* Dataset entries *

────────────────────

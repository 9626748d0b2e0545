use std::fmt;
use std::sync::atomic::{AtomicU64, Ordering};
use std::time::{SystemTime, UNIX_EPOCH};

use chrono::{DateTime, SecondsFormat, Utc};
use serde::{Deserialize, Serialize};

/// Issuance instant: wall-clock milliseconds since the UNIX epoch.
///
/// Set exactly once when a certificate is created and never changed. The
/// millisecond granularity is part of the identifier contract: two issuances
/// for the same student and course inside the same millisecond derive the
/// same identifier and the second is rejected by the ledger.
#[derive(Clone, Copy, PartialEq, Eq, Hash, PartialOrd, Ord, Serialize, Deserialize)]
pub struct IssuedAt(u64);

impl IssuedAt {
    /// Create an instant from explicit epoch milliseconds.
    pub const fn from_millis(millis: u64) -> Self {
        Self(millis)
    }

    /// The current wall-clock instant.
    pub fn now() -> Self {
        let millis = SystemTime::now()
            .duration_since(UNIX_EPOCH)
            .unwrap_or_default()
            .as_millis() as u64;
        Self(millis)
    }

    /// Epoch milliseconds.
    pub const fn as_millis(&self) -> u64 {
        self.0
    }

    /// RFC 3339 rendering in UTC with millisecond precision.
    ///
    /// Falls back to the raw millisecond count for instants chrono cannot
    /// represent.
    pub fn to_rfc3339(&self) -> String {
        i64::try_from(self.0)
            .ok()
            .and_then(DateTime::<Utc>::from_timestamp_millis)
            .map(|dt| dt.to_rfc3339_opts(SecondsFormat::Millis, true))
            .unwrap_or_else(|| format!("{}ms", self.0))
    }
}

impl fmt::Debug for IssuedAt {
    fn fmt(&self, f: &mut fmt::Formatter<'_>) -> fmt::Result {
        write!(f, "IssuedAt({}ms)", self.0)
    }
}

impl fmt::Display for IssuedAt {
    fn fmt(&self, f: &mut fmt::Formatter<'_>) -> fmt::Result {
        write!(f, "{}", self.to_rfc3339())
    }
}

/// Source of the current instant.
pub trait Clock: Send + Sync {
    fn now(&self) -> IssuedAt;
}

/// Wall-clock [`Clock`].
#[derive(Clone, Copy, Debug, Default)]
pub struct SystemClock;

impl Clock for SystemClock {
    fn now(&self) -> IssuedAt {
        IssuedAt::now()
    }
}

/// A [`Clock`] that only moves when told to. Used to pin issuance instants
/// in tests and replays.
#[derive(Debug)]
pub struct FixedClock {
    millis: AtomicU64,
}

impl FixedClock {
    pub fn new(at: IssuedAt) -> Self {
        Self {
            millis: AtomicU64::new(at.as_millis()),
        }
    }

    /// Move the clock to an explicit instant.
    pub fn set(&self, at: IssuedAt) {
        self.millis.store(at.as_millis(), Ordering::SeqCst);
    }

    /// Move the clock forward by `millis`.
    pub fn advance(&self, millis: u64) {
        self.millis.fetch_add(millis, Ordering::SeqCst);
    }
}

impl Clock for FixedClock {
    fn now(&self) -> IssuedAt {
        IssuedAt::from_millis(self.millis.load(Ordering::SeqCst))
    }
}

────────────────────

* WORK TO COMPLETE *
From the records above, retype only the lines starting at the line that contains "pub fn to_rfc3339(&self)" and ending at the line that contains "impl fmt::Debug for", both included.

* RESPONSE TO THIS TASK *
    pub fn to_rfc3339(&self) -> String {
        i64::try_from(self.0)
            .ok()
            .and_then(DateTime::<Utc>::from_timestamp_millis)
            .map(|dt| dt.to_rfc3339_opts(SecondsFormat::Millis, true))
            .unwrap_or_else(|| format!("{}ms", self.0))
    }
}

impl fmt::Debug for IssuedAt {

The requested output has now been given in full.